We report here that a Fox-mediated, mesendoderm-suppressing mechanism is also active within the Xenopus ectoderm, and is required for normal development. We describe the characterization of Xema, a Fox protein expressed exclusively in the ectoderm during early Xenopus development. Misexpression of Xema blocks mesendoderm induction in vivo and by inducing agents, while Xema knockdown promotes mesendoderm development in gastrula stage animal cap explants, demonstrating a requirement for Xema in the inhibition of ectopic germ layer formation in the animal pole.
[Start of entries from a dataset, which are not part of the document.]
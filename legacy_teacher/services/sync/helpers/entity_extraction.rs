use std::collections::HashMap;
use crate::adapters::sqlite::{DbPool, entities, messages};
use crate::services::sync::helpers::email_normalization::normalize_email;
use crate::adapters::sqlite::entities::NewEntity;
use crate::error::EddieError;
use crate::services::logger;

/// Extracts connections from newly arrived sent messages.
///
/// Queries messages where `processed_at IS NULL` and the sender is the user,
/// parses recipient lists (to/cc), and upserts them as connection entities.
/// Must run BEFORE classify_messages() since that sets processed_at.
pub fn extract_entities_from_new_messages(pool: &DbPool, account_id: &str) -> Result<usize, EddieError> {
    let sent_rows = messages::get_new_sent_recipients(pool, account_id)?;
    if sent_rows.is_empty() {
        return Ok(0);
    }

    let self_emails = entities::get_self_emails(pool, account_id)?;
    let self_normalized: Vec<String> = self_emails.iter().map(|e| normalize_email(e)).collect();

    let mut counts: HashMap<String, usize> = HashMap::new();

    for (to_json, cc_json) in &sent_rows {
        for json in [to_json, cc_json] {
            if let Ok(addrs) = serde_json::from_str::<Vec<String>>(json) {
                for addr in addrs {
                    let normalized = normalize_email(&addr);
                    if !normalized.is_empty() && !self_normalized.contains(&normalized) {
                        *counts.entry(normalized).or_insert(0) += 1;
                    }
                }
            }
        }
    }

    if counts.is_empty() {
        return Ok(0);
    }

    let now = chrono::Utc::now().timestamp_millis();
    let new_entities: Vec<NewEntity> = counts
        .iter()
        .map(|(email, count)| NewEntity {
            account_id: account_id.to_string(),
            email: email.clone(),
            display_name: None,
            trust_level: "connection".to_string(),
            source: Some("sent_scan".to_string()),
            first_seen: now,
            last_seen: Some(now),
            sent_count: Some(*count as i32),
            metadata: None,
        })
        .collect();

    let upserted = entities::upsert_entities(pool, &new_entities)?;
    logger::debug(&format!(
        "Entity extraction: {} new sent messages → {} connections upserted",
        sent_rows.len(), upserted
    ));
    Ok(upserted)
}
Taken together with studies on Hnf3β from our laboratory and others, this body of research supports a model in which Fox proteins are fundamental mediators of the widespread suppression of ectopic germ layer development during early vertebrate embryogenesis.

RNA was synthesized in vitro in the presence of cap analog using the mMessage mMachine kit (Ambion). Microinjection, explant dissection and cell culture were performed as described(Hemmati-Brivanlou and Melton,1994; Wilson and Hemmati-Brivanlou, 1995).

RT-PCR was performed as described(Wilson and Hemmati-Brivanlou,1995). Primers designed specifically for this study were as follows: Xema-U, 5′-AGTAGGTCAGTTCCACTTGG; Xema-D,5′-AAGGACTTTGTCGTGACTGC. All other primer sequences were as described previously (Suri et al.,2004).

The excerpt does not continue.